I like the thought of being compassionate with myself. I’m always so critical. Not enough compassion.
Nicole
YAY! for adapting and chairs that make life easier. Our Y has a horrible sling…not a fancy, dancy chair. I haven’t used it yet, but I have had to be “escorted” out of the locker room when my leg stopped working.
I think my big adaptation came when I started lurking around the senior water stretch/aerobics class. I’ve only been able to go once…too much energy for me. The day my leg stopped working they were taunting me to join them….lol.
Instead of feeling sad about it, now I look it at as a challenge. One day I am going to get in there and do some mean splashing. Thanks for the inspiration!!!
Kathy, thanks for dropping by. Yes, I find myself looking for the adaption. Next, I want to hear about your class!
Nicole
Challenge, adapt, go with the flow, keep keeping on?
Not sure if I look at what MS deals me as challenges. I think my word would be obstacles. The challenge being to overcome the obstacles. Contend seems rather negative in a way maybe I will go google the dictionary.

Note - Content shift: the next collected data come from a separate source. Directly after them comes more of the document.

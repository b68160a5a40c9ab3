use serde::{Deserialize, Serialize};

/// Single metadata entry.
#[derive(Debug, Clone, PartialEq, Eq, Serialize, Deserialize)]
pub struct KeyValue {
    key: String,
    value: String,
}

impl KeyValue {
    pub fn new<K, V>(key: K, value: V) -> Self
    where
        K: Into<String>,
        V: Into<String>,
    {
        Self {
            key: key.into(),
            value: value.into(),
        }
    }

    #[inline]
    pub fn key(&self) -> &str {
        &self.key
    }

    #[inline]
    pub fn value(&self) -> &str {
        &self.value
    }
}
//! Backtraces recorded at the panic site of a worker.
//!
//! A process-wide panic hook, chained in front of whatever hook was installed before, records a backtrace when the panicking thread is inside an armed [`Scope`].
//! The task boundary collects it with [`take`] right after `catch_unwind` returns, on the same thread.
use std::{
    backtrace::Backtrace,
    cell::{Cell, RefCell},
    panic,
    sync::Once,
};

thread_local! {
    static ARMED: Cell<bool> = const { Cell::new(false) };
    static LAST: RefCell<Option<String>> = const { RefCell::new(None) };
}

static HOOK: Once = Once::new();

/// Install the recording hook once per process.
pub(crate) fn install() {
    HOOK.call_once(|| {
        let previous = panic::take_hook();
        panic::set_hook(Box::new(move |info| {
            if ARMED.try_with(Cell::get).unwrap_or(false) {
                let trace = Backtrace::force_capture().to_string();
                let _ = LAST.try_with(|slot| *slot.borrow_mut() = Some(trace));
            }
            previous(info);
        }));
    });
}

/// Arms recording on the current thread until dropped.
pub(crate) struct Scope {
    previous: bool,
}

impl Scope {
    pub fn enter() -> Self {
        LAST.with(|slot| slot.borrow_mut().take());
        Self {
            previous: ARMED.with(|armed| armed.replace(true)),
        }
    }
}

impl Drop for Scope {
    fn drop(&mut self) {
        ARMED.with(|armed| armed.set(self.previous));
    }
}

/// Trace of the last armed panic on this thread, if any.
pub(crate) fn take() -> Option<String> {
    LAST.with(|slot| slot.borrow_mut().take())
}
use thiserror::Error;

/// Aggregated failure of an executor run.
///
/// A run reports at most one error. When several tasks fail, which one is returned depends on completion order and is not deterministic; only "some error iff something failed or the run was cancelled" holds.
#[derive(Debug, Error)]
pub enum RunError<E> {
    /// Error returned by the worker, passed through unchanged.
    #[error("task failed: {0}")]
    Task(#[source] E),

    /// Worker panicked; the panic was caught at the task boundary.
    ///
    /// `backtrace` is recorded where the panic was raised.
    #[error("task panicked: {message}")]
    Panicked { message: String, backtrace: String },

    /// Caller's context was cancelled before the run completed.
    #[error("run cancelled")]
    Cancelled,
}

impl<E> RunError<E> {
    /// Worker error, if this is one.
    pub fn task_error(&self) -> Option<&E> {
        match self {
            RunError::Task(e) => Some(e),
            _ => None,
        }
    }

    pub fn into_task_error(self) -> Option<E> {
        match self {
            RunError::Task(e) => Some(e),
            _ => None,
        }
    }

    #[inline]
    pub fn is_cancelled(&self) -> bool {
        matches!(self, RunError::Cancelled)
    }

    #[inline]
    pub fn is_panic(&self) -> bool {
        matches!(self, RunError::Panicked { .. })
    }
}

/// Failure of the run-context helpers.
#[derive(Debug, Error, Clone, PartialEq, Eq)]
pub enum ContextError {
    #[error("no metadata available in context")]
    MissingMetadata,
}
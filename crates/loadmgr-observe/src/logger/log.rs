use time::{UtcOffset, format_description::well_known::Rfc3339};
use tracing_subscriber::{
    EnvFilter, Layer, Registry,
    fmt::{self, format::FmtSpan, time::OffsetTime},
    layer::SubscriberExt,
    util::SubscriberInitExt,
};

use crate::logger::{config::LoggerConfig, error::LoggerError, format::LoggerFormat};

/// Filter used when the configured level is blank.
pub const DEFAULT_FILTER: &str = "info";

type BoxedLayer = Box<dyn Layer<Registry> + Send + Sync + 'static>;

/// Build the output layer for `cfg` and install it as the global subscriber.
pub(crate) fn install(cfg: &LoggerConfig) -> Result<(), LoggerError> {
    let filter = mk_filter(&cfg.level)?;
    let layer = match cfg.format {
        LoggerFormat::Text => text_layer(cfg),
        LoggerFormat::Json => json_layer(cfg),
        LoggerFormat::Journald => journald_layer()?,
    };

    if tracing::dispatcher::has_been_set() {
        return Err(LoggerError::AlreadyInitialized);
    }
    tracing_subscriber::registry()
        .with(layer.with_filter(filter))
        .try_init()
        .map_err(|e| LoggerError::InitializationFailed(e.to_string()))
}

/// Executor runs are spans; closing them logs how long the run was busy and idle.
fn span_events(cfg: &LoggerConfig) -> FmtSpan {
    if cfg.run_timings {
        FmtSpan::CLOSE
    } else {
        FmtSpan::NONE
    }
}

fn text_layer(cfg: &LoggerConfig) -> BoxedLayer {
    fmt::layer()
        .with_ansi(cfg.use_color)
        .with_target(cfg.with_targets)
        .with_span_events(span_events(cfg))
        .with_timer(mk_timer())
        .boxed()
}

/// One object per line; event fields at the top level, the enclosing run span alongside.
fn json_layer(cfg: &LoggerConfig) -> BoxedLayer {
    fmt::layer()
        .json()
        .flatten_event(true)
        .with_current_span(true)
        .with_span_list(false)
        .with_target(cfg.with_targets)
        .with_span_events(span_events(cfg))
        .with_timer(mk_timer())
        .boxed()
}

#[cfg(all(target_os = "linux", feature = "journald"))]
fn journald_layer() -> Result<BoxedLayer, LoggerError> {
    let layer = tracing_journald::layer()
        .map_err(|e| LoggerError::InitializationFailed(format!("journald: {e}")))?
        .with_syslog_identifier("loadmgr".to_string());
    Ok(layer.boxed())
}

#[cfg(not(all(target_os = "linux", feature = "journald")))]
fn journald_layer() -> Result<BoxedLayer, LoggerError> {
    Err(LoggerError::JournaldNotSupported)
}

fn mk_filter(level: &str) -> Result<EnvFilter, LoggerError> {
    let directives = match level.trim() {
        "" => DEFAULT_FILTER,
        trimmed => trimmed,
    };
    EnvFilter::try_new(directives).map_err(|_| LoggerError::InvalidLogLevel(level.to_string()))
}

/// RFC 3339 timestamps in the local offset, UTC when the offset cannot be determined.
fn mk_timer() -> OffsetTime<Rfc3339> {
    let offset = UtcOffset::current_local_offset().unwrap_or(UtcOffset::UTC);
    OffsetTime::new(offset, Rfc3339)
}
use serde::{Deserialize, Serialize};

/// How a single executor task ended.
#[derive(Debug, Clone, Copy, PartialEq, Eq, Serialize, Deserialize)]
#[serde(rename_all = "camelCase")]
pub enum TaskOutcome {
    /// Worker returned `Ok`.
    Succeeded,
    /// Worker returned an error.
    Failed,
    /// Worker panicked; the panic was converted into an error.
    Panicked,
}

impl TaskOutcome {
    /// Label value for metrics and logs.
    pub fn as_str(&self) -> &'static str {
        match self {
            TaskOutcome::Succeeded => "succeeded",
            TaskOutcome::Failed => "failed",
            TaskOutcome::Panicked => "panicked",
        }
    }

    /// Returns `true` for outcomes that count as errors.
    pub fn is_error(&self) -> bool {
        !matches!(self, TaskOutcome::Succeeded)
    }
}
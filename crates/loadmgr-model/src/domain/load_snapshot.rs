use serde::{Deserialize, Serialize};

/// One published controller observation.
///
/// Averages are computed over whatever the windows currently hold; `samples` tells how many observations the controller has recorded so far, so callers that want full windows can check `samples >= LoadWindow::Long.capacity()`.
#[derive(Debug, Clone, Copy, PartialEq, Default, Serialize, Deserialize)]
#[serde(rename_all = "camelCase")]
pub struct LoadSnapshot {
    /// Concurrency level the executor should admit up to.
    pub concurrency: usize,
    /// Load score of the latest sample, in `[0, 100]`.
    pub live_load: f64,
    /// Mean over the short window.
    pub avg_1m: f64,
    /// Mean over the medium window.
    pub avg_5m: f64,
    /// Mean over the long window.
    pub avg_15m: f64,
    /// Number of samples recorded since the controller started.
    pub samples: u64,
}

impl LoadSnapshot {
    /// Snapshot published before any sample has been observed.
    pub fn initial(concurrency: usize) -> Self {
        Self {
            concurrency,
            ..Default::default()
        }
    }
}

#[cfg(test)]
mod tests {
    use super::*;

    #[test]
    fn initial_has_no_load() {
        let s = LoadSnapshot::initial(5);
        assert_eq!(s.concurrency, 5);
        assert_eq!(s.samples, 0);
        assert_eq!(s.live_load, 0.0);
    }

    #[test]
    fn serde_uses_camel_case() {
        let s = LoadSnapshot {
            concurrency: 3,
            live_load: 42.5,
            avg_1m: 40.0,
            avg_5m: 30.0,
            avg_15m: 20.0,
            samples: 7,
        };
        let json = serde_json::to_string(&s).unwrap();
        assert!(json.contains("\"liveLoad\":42.5"));
        assert!(json.contains("\"avg15m\":20.0"));

        let back: LoadSnapshot = serde_json::from_str(&json).unwrap();
        assert_eq!(back, s);
    }
}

It is hard to deal with the losses. I am getting better at acceptance but I still wallow in the denial once in awhile. Often I mutter to myself the Star Trek line from the Borg – Resistance is Futile.
I just keep keeping on!
Jan
Jan, Wonderful! Keep the conversation coming. Its not the MS symptom that’s the challenge, but more so my negative perception of it. A perception that brings on a bunch of hindering attitudes and actions, such as refusing a chair lift that I desperately needed.
Nicole
Challenge is an interesting word because it implies you might “win” something. But then again in some ways you did.
I think I’m going to be a fan of water aerobics. I was a big exerciser in the past and I love water.
Matt, thanks for the read. This word challenge is sparking a lot of resistance! I’ll have to explain myself better!
But yes, you are right. In the end I did win! Water aerobics is the best!